"Выступления Путина и Обамы были совершенно зеркальными"
Обама заявил, что крушение малазийского Boeing должно побудить Европу к действиям. Президент США также обвинил ополченцев на востоке Украины в том, что они не дают международным наблюдателям полного доступа на место катастрофы. Ведущий научный сотрудник ИМЭМО РАН Ирина Кобринская обсудила ситуацию с ведущей "Коммерсантъ FM" Натальей Ждановой.
По словам Обамы, вызывает вопросы, что именно скрывают ополченцы. Американский президент также призвал Россию использовать все свое влияние на ополченцев, чтобы заставить их содействовать расследованию.
— Приведу цитату Обамы из вчерашнего его заявления: "Время президенту Путину и России решить, какую стратегию они изберут". Это звучит как последнее контрольное предупреждение, как вы считаете?
— Я вчера пересмотрела выступление Путина и Обамы, они были совершенно зеркальными. С моей точки зрения, прозвучали и какие-то примирительные нотки у Обамы, во всяком случае, он отметил, что риторика Кремля сейчас достаточно позитивная и кооперативная. Повторил, что, конечно, если не будет никаких результатов, если Россия будет препятствовать расследованию, то дальнейшие санкции — это уже как мантра. А наш президент Путин сказал, что мы готовы всячески способствовать. Намерения сторон одинаковые, а вот что получится — это вопрос.
— Впервые за последнее время совпадение в риторике двух президентов. Это Россия изменила свой подход?
— Обама в первый раз отметил, что были позитивные изменения в риторике Кремля. Что касается нашей официальной риторики, она все время была немного двоякая, я бы сказала. Никто не говорил, что хочет войны, и история с Boeing, конечно, эти нотки усилила. Но одновременно и в СМИ, и в официальных заявлениях не из Кремля, от Совета федерации мы услышали совсем другие слова.
— Более четко прозвучало, что Россия готова со своей стороны на какие-то шаги, которые приведут к мирному урегулированию этого конфликта?
— Это однозначно. Путин сказал, что, во-первых, требует прекратить огонь, боевые действия, сказал, что готов сотрудничать, а Обама эти подвижки учел. С моей точки зрения, здесь не было абсолютно драматического расхождения. Я переслушивала, у меня было ощущение зеркальности, а что из этого получится — это другой вопрос. То, что происходит, по-моему, не очень хорошо контролируется ни той, ни другой стороной.

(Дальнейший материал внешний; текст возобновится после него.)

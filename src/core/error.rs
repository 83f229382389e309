//! Centralised error types used across the crate.

use std::{error::Error, fmt, io};

use crate::core::table::LoadError;

/// Precise configuration faults.
#[derive(Debug)]
pub enum ConfigError {
    CanvasTooSmall {
        want_w: usize,
        want_h: usize,
        got_w: usize,
        got_h: usize,
    },
}

impl fmt::Display for ConfigError {
    fn fmt(&self, f: &mut fmt::Formatter<'_>) -> fmt::Result {
        match self {
            ConfigError::CanvasTooSmall {
                want_w,
                want_h,
                got_w,
                got_h,
            } => write!(
                f,
                "canvas too small: need ≥{want_w}×{want_h}, got {got_w}×{got_h}"
            ),
        }
    }
}
impl Error for ConfigError {}

/// Top-level error type bubbled up by public APIs.
#[derive(Debug)]
pub enum PlotError {
    Io(io::Error),
    /// A file failed to load; `label` is the file as named on the command
    /// line.
    Load {
        label: String,
        err: LoadError,
    },
    Config(ConfigError),
    /// The table lacks the two columns needed to derive any series.
    /// Fatal for the whole batch, not merely the offending file.
    CorruptedData {
        label: String,
    },
    MissingInput,
}

impl fmt::Display for PlotError {
    fn fmt(&self, f: &mut fmt::Formatter<'_>) -> fmt::Result {
        match self {
            PlotError::Io(e) => write!(f, "{e}"),
            PlotError::Load { label, err } => write!(f, "{label}: {err}"),
            PlotError::Config(e) => write!(f, "{e}"),
            PlotError::CorruptedData { label } => write!(f, "corrupted data in {label}"),
            PlotError::MissingInput => write!(f, "Missing input file(s)!"),
        }
    }
}
impl Error for PlotError {}

// automatic conversions
impl From<io::Error> for PlotError {
    fn from(e: io::Error) -> Self {
        Self::Io(e)
    }
}
impl From<ConfigError> for PlotError {
    fn from(e: ConfigError) -> Self {
        Self::Config(e)
    }
}
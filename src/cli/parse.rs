use clap::Parser;

use crate::core::{
    config::{PlotConfig, PlotConfigBuilder},
    error::ConfigError,
    range::{fit_dims, terminal_geometry},
    table::LoadOptions,
};

/// Top-level CLI structure.
#[derive(Parser, Debug)]
#[command(
    name = "termplot",
    about = "Instant data plotting from the terminal into the terminal",
    disable_version_flag = true
)]
pub struct Cli {
    /// Data file(s) to plot, as delimited ASCII
    #[arg(value_name = "FILE")]
    pub files: Vec<String>,

    /// Marker that starts a comment; the rest of the line is ignored
    #[arg(long, value_name = "MARKER")]
    pub comments: Option<String>,

    /// Field delimiter; default is any run of whitespace
    #[arg(short, long, value_name = "DELIM")]
    pub delimiter: Option<String>,

    /// Rows to discard from the start of each file
    #[arg(long, default_value_t = 0, value_name = "N")]
    pub skip_header: usize,

    /// Rows to discard from the end of each file
    #[arg(long, default_value_t = 0, value_name = "N")]
    pub skip_footer: usize,

    /// Comma-separated column indices to load, x first (e.g. 0,1,4);
    /// default is every column
    #[arg(long, value_delimiter = ',', value_name = "COLS")]
    pub usecols: Option<Vec<usize>>,

    /// Canvas width and height in character cells
    #[arg(
        short,
        long,
        num_args = 2,
        default_values_t = [60, 40],
        value_names = ["WIDTH", "HEIGHT"]
    )]
    pub size: Vec<usize>,

    /// Size the canvas from the current terminal instead of --size
    #[arg(long)]
    pub fit: bool,

    /// Explicit x-axis range; default is the data minimum and maximum
    #[arg(
        short,
        long,
        num_args = 2,
        allow_negative_numbers = true,
        value_names = ["MIN", "MAX"]
    )]
    pub x_limits: Option<Vec<f64>>,

    /// Explicit y-axis range; default is resolved from every y-column
    #[arg(
        short,
        long,
        num_args = 2,
        allow_negative_numbers = true,
        value_names = ["MIN", "MAX"]
    )]
    pub y_limits: Option<Vec<f64>>,

    /// Draw points only instead of connecting lines
    #[arg(long)]
    pub scatter: bool,

    /// Colorize each series with its own palette entry
    #[arg(short, long)]
    pub color: bool,

    /// Hide the per-series legend under each figure
    #[arg(long)]
    pub no_legend: bool,

    /// Print the version, then keep plotting any given files
    #[arg(short = 'v', long)]
    pub version: bool,
}

/// Exactly-two-values clap args to an optional pair.
fn pair(values: Option<&Vec<f64>>) -> Option<(f64, f64)> {
    values.map(|v| (v[0], v[1]))
}

impl Cli {
    /// Loader configuration shared by every file of the batch.
    #[must_use]
    pub fn load_options(&self) -> LoadOptions {
        LoadOptions {
            comments: self.comments.clone(),
            delimiter: self.delimiter.clone(),
            skip_header: self.skip_header,
            skip_footer: self.skip_footer,
            usecols: self.usecols.clone(),
        }
    }

    /// Plot configuration shared by every file of the batch.
    pub fn plot_config(&self) -> Result<PlotConfig, ConfigError> {
        let (width, height) = if self.fit {
            fit_dims(terminal_geometry())
        } else {
            (self.size[0], self.size[1])
        };
        PlotConfigBuilder::from(self)
            .size(width, height)
            .build()
    }
}

impl From<&Cli> for PlotConfigBuilder {
    fn from(cli: &Cli) -> Self {
        PlotConfig::builder()
            .x_limits_opt(pair(cli.x_limits.as_ref()))
            .y_limits_opt(pair(cli.y_limits.as_ref()))
            .scatter(cli.scatter)
            .color(cli.color)
            .legend(!cli.no_legend)
    }
}

#[cfg(test)]
mod tests {
    use super::*;

    fn parse(args: &[&str]) -> Cli {
        Cli::try_parse_from(std::iter::once("termplot").chain(args.iter().copied())).unwrap()
    }

    #[test]
    fn defaults_follow_the_documented_contract() {
        let cli = parse(&["data.txt"]);
        assert_eq!(cli.files, vec!["data.txt"]);
        assert_eq!(cli.size, vec![60, 40]);
        assert_eq!(cli.skip_header, 0);
        assert_eq!(cli.skip_footer, 0);
        assert!(cli.comments.is_none());
        assert!(cli.delimiter.is_none());
        assert!(cli.usecols.is_none());
        assert!(!cli.scatter);
        assert!(!cli.color);
        assert!(!cli.no_legend);

        let cfg = cli.plot_config().unwrap();
        assert!(cfg.legend);
        assert_eq!((cfg.width, cfg.height), (60, 40));
    }

    #[test]
    fn limits_accept_negative_values() {
        let cli = parse(&["data.txt", "-x", "-6.28", "6.28", "-y", "-1", "1"]);
        let cfg = cli.plot_config().unwrap();
        assert_eq!(cfg.x_limits, Some((-6.28, 6.28)));
        assert_eq!(cfg.y_limits, Some((-1.0, 1.0)));
    }

    #[test]
    fn usecols_is_comma_separated() {
        let cli = parse(&["data.txt", "--usecols", "0,2,5"]);
        assert_eq!(cli.usecols, Some(vec![0, 2, 5]));
        assert_eq!(cli.load_options().usecols, Some(vec![0, 2, 5]));
    }

    #[test]
    fn no_legend_inverts_the_default() {
        let cli = parse(&["data.txt", "--no-legend"]);
        assert!(!cli.plot_config().unwrap().legend);
    }

    #[test]
    fn multiple_files_keep_their_order() {
        let cli = parse(&["b.txt", "a.txt", "c.txt"]);
        assert_eq!(cli.files, vec!["b.txt", "a.txt", "c.txt"]);
    }

    #[test]
    fn version_flag_needs_no_files() {
        let cli = parse(&["--version"]);
        assert!(cli.version);
        assert!(cli.files.is_empty());
    }
}
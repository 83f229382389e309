use termplot::core::error::PlotError;

fn main() {
    match termplot::cli::run() {
        Ok(()) => {}
        // No input files aborts gracefully, without a failing status.
        Err(e @ PlotError::MissingInput) => eprintln!("[ERROR] {e}"),
        Err(e) => {
            eprintln!("[ERROR] {e}");
            std::process::exit(1);
        }
    }
}
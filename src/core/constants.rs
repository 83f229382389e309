//! A collection of constants.

/// The left and right border characters
pub const BORDER_WIDTH: usize = 2;
/// One character of space between the y-axis labels and the plotted data
pub const LABEL_GUTTER: usize = 1;

/// Canvas must be at least 7 characters tall
pub const MIN_CANVAS_HEIGHT: usize = 7;
/// Canvas must be at least 14 characters wide
pub const MIN_CANVAS_WIDTH: usize = 14;

/// Canvas width in character cells when neither `--size` nor `--fit` is given
pub const DEFAULT_CANVAS_WIDTH: usize = 60;
/// Canvas height in character cells when neither `--size` nor `--fit` is given
pub const DEFAULT_CANVAS_HEIGHT: usize = 40;

/// Braille has 2 horizontal dots and four vertical dots that can be either off or on
pub const BRAILLE_HORIZONTAL_RESOLUTION: usize = 2;
/// Braille has 2 horizontal dots and four vertical dots that can be either off or on
pub const BRAILLE_VERTICAL_RESOLUTION: usize = 4;

/// Axis labels are rounded to two decimal places.
///
/// 14.832 becomes 14.83
pub const DECIMAL_PRECISION: usize = 2;
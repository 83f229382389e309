mod handlers;
pub mod parse;

use clap::Parser;
pub use handlers::plot_files;
pub use parse::Cli;

use crate::core::error::PlotError;

pub fn run() -> Result<(), PlotError> {
    let cli = parse::Cli::parse();

    if cli.version {
        println!("{}", env!("CARGO_PKG_VERSION"));
    }
    if cli.files.is_empty() {
        return Err(PlotError::MissingInput);
    }

    let cfg = cli.plot_config()?;
    let opts = cli.load_options();
    plot_files(&cli.files, &opts, &cfg, &mut std::io::stdout().lock())
}
use std::io::Write;

use crate::{
    core::{
        config::PlotConfig,
        error::PlotError,
        table::{LoadOptions, load_table_from_path},
    },
    render::figure::render_figure,
};

/// Plot every file in order into `out`.
///
/// Each file is processed to completion (load, resolve, expand, render,
/// write) before the next begins; the first failure aborts the whole batch
/// and the remaining files are never read.
pub fn plot_files<W: Write>(
    files: &[String],
    opts: &LoadOptions,
    cfg: &PlotConfig,
    out: &mut W,
) -> Result<(), PlotError> {
    for path in files {
        let table = load_table_from_path(path, opts).map_err(|err| PlotError::Load {
            label: path.clone(),
            err,
        })?;
        let figure = render_figure(&table, path, cfg)?;
        out.write_all(figure.as_bytes())?;
    }
    Ok(())
}
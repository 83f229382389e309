//! Public-facing crate root – re-exports.

pub mod cli;
pub mod core;
pub mod render;

pub use crate::core::{
    color::{AnsiCode, colorize},
    config::{PlotConfig, PlotConfigBuilder},
    error::{ConfigError, PlotError},
    range::{Axis, AxisRange},
    series::{Series, expand},
    table::{LoadError, LoadOptions, Table, load_table, load_table_from_path},
};

pub use crate::render::{canvas::Canvas, figure::render_figure};
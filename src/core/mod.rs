//! Aggregates the “business logic” layer.

pub mod color;
pub mod config;
pub mod constants;
pub mod error;
pub mod range;
pub mod series;
pub mod table;

// re-export frequently-used items for convenience
pub use color::{AnsiCode, colorize};
pub use config::{PlotConfig, PlotConfigBuilder};
pub use constants::{
    BORDER_WIDTH, BRAILLE_HORIZONTAL_RESOLUTION, BRAILLE_VERTICAL_RESOLUTION, DECIMAL_PRECISION,
    DEFAULT_CANVAS_HEIGHT, DEFAULT_CANVAS_WIDTH, LABEL_GUTTER, MIN_CANVAS_HEIGHT, MIN_CANVAS_WIDTH,
};
pub use error::{ConfigError, PlotError};
pub use range::{Axis, AxisRange};
pub use series::{Series, expand};
pub use table::{LoadError, LoadOptions, Table};
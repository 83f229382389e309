//! Run-time plot configuration + fluent builder.

use crate::core::{
    constants::{
        DEFAULT_CANVAS_HEIGHT, DEFAULT_CANVAS_WIDTH, MIN_CANVAS_HEIGHT, MIN_CANVAS_WIDTH,
    },
    error::ConfigError,
};

/// Immutable parameters shared read-only by every figure in a batch.
#[derive(Debug, Clone)]
pub struct PlotConfig {
    /// Canvas width in character cells.
    pub width: usize,
    /// Canvas height in character cells.
    pub height: usize,
    /// Explicit x-axis window; `None` resolves from the data.
    pub x_limits: Option<(f64, f64)>,
    /// Explicit y-axis window; `None` resolves from the data.
    pub y_limits: Option<(f64, f64)>,
    /// Draw points only instead of connecting lines.
    pub scatter: bool,
    /// Cycle each series through the color palette.
    pub color: bool,
    /// Emit per-series legend entries under the figure.
    pub legend: bool,
}

impl PlotConfig {
    #[inline]
    #[must_use]
    pub fn builder() -> PlotConfigBuilder {
        PlotConfigBuilder::new()
    }
}

/// Fluent builder with validation at `build`.
#[derive(Debug)]
pub struct PlotConfigBuilder {
    width: usize,
    height: usize,
    x_limits: Option<(f64, f64)>,
    y_limits: Option<(f64, f64)>,
    scatter: bool,
    color: bool,
    legend: bool,
}

impl PlotConfigBuilder {
    pub(crate) fn new() -> Self {
        Self {
            width: DEFAULT_CANVAS_WIDTH,
            height: DEFAULT_CANVAS_HEIGHT,
            x_limits: None,
            y_limits: None,
            scatter: false,
            color: false,
            // Legend shown unless explicitly disabled.
            legend: true,
        }
    }

    #[inline]
    pub fn size(mut self, width: usize, height: usize) -> Self {
        self.width = width;
        self.height = height;
        self
    }
    #[inline]
    pub fn x_limits(mut self, lo: f64, hi: f64) -> Self {
        self.x_limits = Some((lo, hi));
        self
    }
    #[inline]
    pub fn x_limits_opt(mut self, limits: Option<(f64, f64)>) -> Self {
        self.x_limits = limits;
        self
    }
    #[inline]
    pub fn y_limits(mut self, lo: f64, hi: f64) -> Self {
        self.y_limits = Some((lo, hi));
        self
    }
    #[inline]
    pub fn y_limits_opt(mut self, limits: Option<(f64, f64)>) -> Self {
        self.y_limits = limits;
        self
    }
    #[inline]
    pub fn scatter(mut self, on: bool) -> Self {
        self.scatter = on;
        self
    }
    #[inline]
    pub fn color(mut self, on: bool) -> Self {
        self.color = on;
        self
    }
    #[inline]
    pub fn legend(mut self, on: bool) -> Self {
        self.legend = on;
        self
    }

    pub fn build(self) -> Result<PlotConfig, ConfigError> {
        if self.width < MIN_CANVAS_WIDTH || self.height < MIN_CANVAS_HEIGHT {
            return Err(ConfigError::CanvasTooSmall {
                want_w: MIN_CANVAS_WIDTH,
                want_h: MIN_CANVAS_HEIGHT,
                got_w: self.width,
                got_h: self.height,
            });
        }
        Ok(PlotConfig {
            width: self.width,
            height: self.height,
            x_limits: self.x_limits,
            y_limits: self.y_limits,
            scatter: self.scatter,
            color: self.color,
            legend: self.legend,
        })
    }
}

/// Ergonomic `?` on a builder chain.
impl From<PlotConfigBuilder> for Result<PlotConfig, ConfigError> {
    fn from(b: PlotConfigBuilder) -> Self {
        b.build()
    }
}

#[cfg(test)]
mod tests {
    use super::*;

    #[test]
    fn defaults_match_the_documented_contract() {
        let cfg = PlotConfig::builder().build().unwrap();
        assert_eq!((cfg.width, cfg.height), (60, 40));
        assert!(!cfg.scatter);
        assert!(!cfg.color);
        assert!(cfg.legend);
        assert!(cfg.x_limits.is_none());
        assert!(cfg.y_limits.is_none());
    }

    #[test]
    fn undersized_canvas_is_rejected() {
        let err = PlotConfig::builder().size(5, 3).build().unwrap_err();
        assert!(matches!(
            err,
            ConfigError::CanvasTooSmall {
                got_w: 5,
                got_h: 3,
                ..
            }
        ));
    }

    #[test]
    fn limits_pass_through_unchanged() {
        let cfg = PlotConfig::builder()
            .x_limits(-1.0, 1.0)
            .y_limits_opt(Some((0.0, 3.0)))
            .build()
            .unwrap();
        assert_eq!(cfg.x_limits, Some((-1.0, 1.0)));
        assert_eq!(cfg.y_limits, Some((0.0, 3.0)));
    }
}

— С чем связано такое изменение риторики российского президента? Почему более отчетливо прозвучала готовность способствовать урегулированию ситуации на юго-востоке?
— Потому что дальше некуда, потому что эта трагедия с Boeing показала, что ситуация не контролируется, это самое страшное во всей этой войне, во всей этой бойне.
— Это было понятно, когда гибли мирные жители, когда убивали российских журналистов.
— А сейчас стреляют в ни в чем неповинных людей. Сбивать самолет, где 300 человек ни в чем неповинных граждан других государств, — это была последняя капля, которая говорит о том, что нужно прекратить. Здесь больше ничего не должно стрелять, а потом будем разбираться.
— Как Россия может поспособствовать, повлиять на ополченцев? Есть какие-то механизмы, если вы говорите, что там ситуация слабо контролируется в целом?
— Мне трудно сказать, я на месте не была, и в отличие от Грузии, куда я очень хотела поехать в 2008 году и все увидеть своими глазами, туда я ехать не хочу. Очевидно, что Киев ситуацию не контролирует. Я не очень уверена, что у Москвы есть такая возможность, к большому сожалению, в ходе этого кризиса были задействованы какие-то совершенно неконтролируемые силы. У людей появились какие-то инерции войны, появились какие-то группы. Способ есть, я много раз повторяла, что если ввести туда международные силы, то можно заставить перестать стрелять друг в друга. А сейчас нужно максимально обеспечить безопасность тех, кто будет там работать, расследуя. Это первый шаг и очень важный.
— Вы согласны с тем, что теперь будущий порядок мироустройства и положение России в мире будет полностью зависеть от итогов расследования этой страшной катастрофы?
— У меня есть глубокая уверенность, что это делалось не по воле России. Это не была воля Москвы, потому что Москве это крайней невыгодно. Дальше будем смотреть. В принципе, конечно, ситуация тяжелая.